Input data below:

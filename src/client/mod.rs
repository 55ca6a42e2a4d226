//! Model client core.
//!
//! Defines the provider seam (`ModelBackend`), the shared request
//! preparation pipeline, and the single-flight shared backend handle.
//! Everything above this module (workflows, adapter) talks to the provider
//! exclusively through the trait, which is what makes orchestration testable
//! without a network.

pub mod files;
pub mod grounding;
pub mod http;
pub mod request;
pub mod safety;
pub mod url_context;

pub use http::GeminiHttpBackend;
pub use request::{GenerateContentRequest, prepare_request};

use std::pin::Pin;
use std::sync::Arc;

use async_trait::async_trait;
use futures::Stream;

use crate::config::GeminiConfig;
use crate::error::GeminiError;
use crate::types::{FileRef, FinishReason, ResearchPhase, ResearchTask, ToolCall};

/// One event from a streaming generate call, before normalization.
#[derive(Debug, Clone)]
pub enum ProviderEvent {
    TextDelta(String),
    ThoughtDelta(String),
    /// A complete tool-call request extracted from the response.
    ToolCall(ToolCall),
    /// Raw grounding metadata as the provider sent it; parsed downstream.
    Grounding(serde_json::Value),
    Finish(FinishReason),
}

/// Stream of provider events for one model call.
pub type ProviderStream = Pin<Box<dyn Stream<Item = Result<ProviderEvent, GeminiError>> + Send>>;

/// Non-streaming model response.
#[derive(Debug, Clone)]
pub struct ModelResponse {
    pub text: String,
    pub thoughts: Vec<String>,
    pub tool_calls: Vec<ToolCall>,
    pub grounding: Option<serde_json::Value>,
    pub finish_reason: FinishReason,
}

/// Point-in-time view of a remote research task.
///
/// `thoughts` is cumulative: every poll returns all summaries produced so
/// far, which is what makes re-observation idempotent and reconnection
/// possible without a durable event log.
#[derive(Debug, Clone)]
pub struct ResearchSnapshot {
    pub task_id: String,
    pub phase: ResearchPhase,
    pub thoughts: Vec<String>,
    pub answer: Option<String>,
    pub error: Option<String>,
}

/// The provider SDK boundary.
///
/// Implemented over HTTP by [`GeminiHttpBackend`]; tests substitute scripted
/// mocks. All methods are potentially long I/O and must be cancel-safe.
#[async_trait]
pub trait ModelBackend: Send + Sync {
    /// Single non-streaming generation call.
    async fn generate(&self, request: GenerateContentRequest) -> Result<ModelResponse, GeminiError>;

    /// Streaming generation call. The returned stream delivers payload; the
    /// call itself is the retryable connection attempt.
    async fn generate_stream(
        &self,
        request: GenerateContentRequest,
    ) -> Result<ProviderStream, GeminiError>;

    /// Submit a long-running research task.
    async fn submit_research(
        &self,
        request: GenerateContentRequest,
    ) -> Result<ResearchTask, GeminiError>;

    /// Fetch the current state of a research task.
    async fn poll_research(&self, task_id: &str) -> Result<ResearchSnapshot, GeminiError>;

    /// Extend a completed task with a follow-up question, transitioning it
    /// back to running.
    async fn follow_up_research(&self, task_id: &str, question: &str) -> Result<(), GeminiError>;

    /// Upload raw media bytes to the provider's file store.
    async fn upload_file(&self, bytes: Vec<u8>, mime_type: &str) -> Result<FileRef, GeminiError>;

    /// Current processing state of a staged file.
    async fn file_status(&self, name: &str) -> Result<FileRef, GeminiError>;
}

/// Single-flight holder for the shared HTTP backend.
///
/// The handle is constructed lazily on first use; concurrent first-use must
/// not construct two clients, so initialization goes through a
/// `tokio::sync::OnceCell`.
#[derive(Default)]
pub struct BackendHandle {
    cell: tokio::sync::OnceCell<Arc<GeminiHttpBackend>>,
}

impl BackendHandle {
    pub fn new() -> Self {
        Self::default()
    }

    /// Get the shared backend, constructing it on first call.
    pub async fn get(&self, config: &GeminiConfig) -> Result<Arc<GeminiHttpBackend>, GeminiError> {
        self.cell
            .get_or_try_init(|| async {
                config.validate()?;
                tracing::debug!(base_url = %config.base_url, model = %config.model, "constructing shared backend");
                Ok(Arc::new(GeminiHttpBackend::new(config.clone())?))
            })
            .await
            .cloned()
    }
}

#[cfg(test)]
mod tests {
    use super::*;

    #[tokio::test]
    async fn backend_handle_is_single_flight() {
        let handle = Arc::new(BackendHandle::new());
        let config = GeminiConfig::new("test-key");

        let mut tasks = Vec::new();
        for _ in 0..8 {
            let handle = handle.clone();
            let config = config.clone();
            tasks.push(tokio::spawn(async move { handle.get(&config).await }));
        }
        let mut backends = Vec::new();
        for task in tasks {
            backends.push(task.await.unwrap().unwrap());
        }
        // Every task observed the same instance.
        for backend in &backends[1..] {
            assert!(Arc::ptr_eq(&backends[0], backend));
        }
    }

    #[tokio::test]
    async fn invalid_config_fails_initialization() {
        let handle = BackendHandle::new();
        let config = GeminiConfig::default(); // empty key
        assert!(handle.get(&config).await.is_err());
    }
}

End of Input data.

- Problem
From the records above, copy only the lines starting with the line that holds "a research task." and going on through the line that holds "Ok(Arc::new(GeminiHttpBackend::new(config.clone())?))", exactly as written.

- Expected answer
    /// Fetch the current state of a research task.
    async fn poll_research(&self, task_id: &str) -> Result<ResearchSnapshot, GeminiError>;

    /// Extend a completed task with a follow-up question, transitioning it
    /// back to running.
    async fn follow_up_research(&self, task_id: &str, question: &str) -> Result<(), GeminiError>;

    /// Upload raw media bytes to the provider's file store.
    async fn upload_file(&self, bytes: Vec<u8>, mime_type: &str) -> Result<FileRef, GeminiError>;

    /// Current processing state of a staged file.
    async fn file_status(&self, name: &str) -> Result<FileRef, GeminiError>;
}

/// Single-flight holder for the shared HTTP backend.
///
/// The handle is constructed lazily on first use; concurrent first-use must
/// not construct two clients, so initialization goes through a
/// `tokio::sync::OnceCell`.
#[derive(Default)]
pub struct BackendHandle {
    cell: tokio::sync::OnceCell<Arc<GeminiHttpBackend>>,
}

impl BackendHandle {
    pub fn new() -> Self {
        Self::default()
    }

    /// Get the shared backend, constructing it on first call.
    pub async fn get(&self, config: &GeminiConfig) -> Result<Arc<GeminiHttpBackend>, GeminiError> {
        self.cell
            .get_or_try_init(|| async {
                config.validate()?;
                tracing::debug!(base_url = %config.base_url, model = %config.model, "constructing shared backend");
                Ok(Arc::new(GeminiHttpBackend::new(config.clone())?))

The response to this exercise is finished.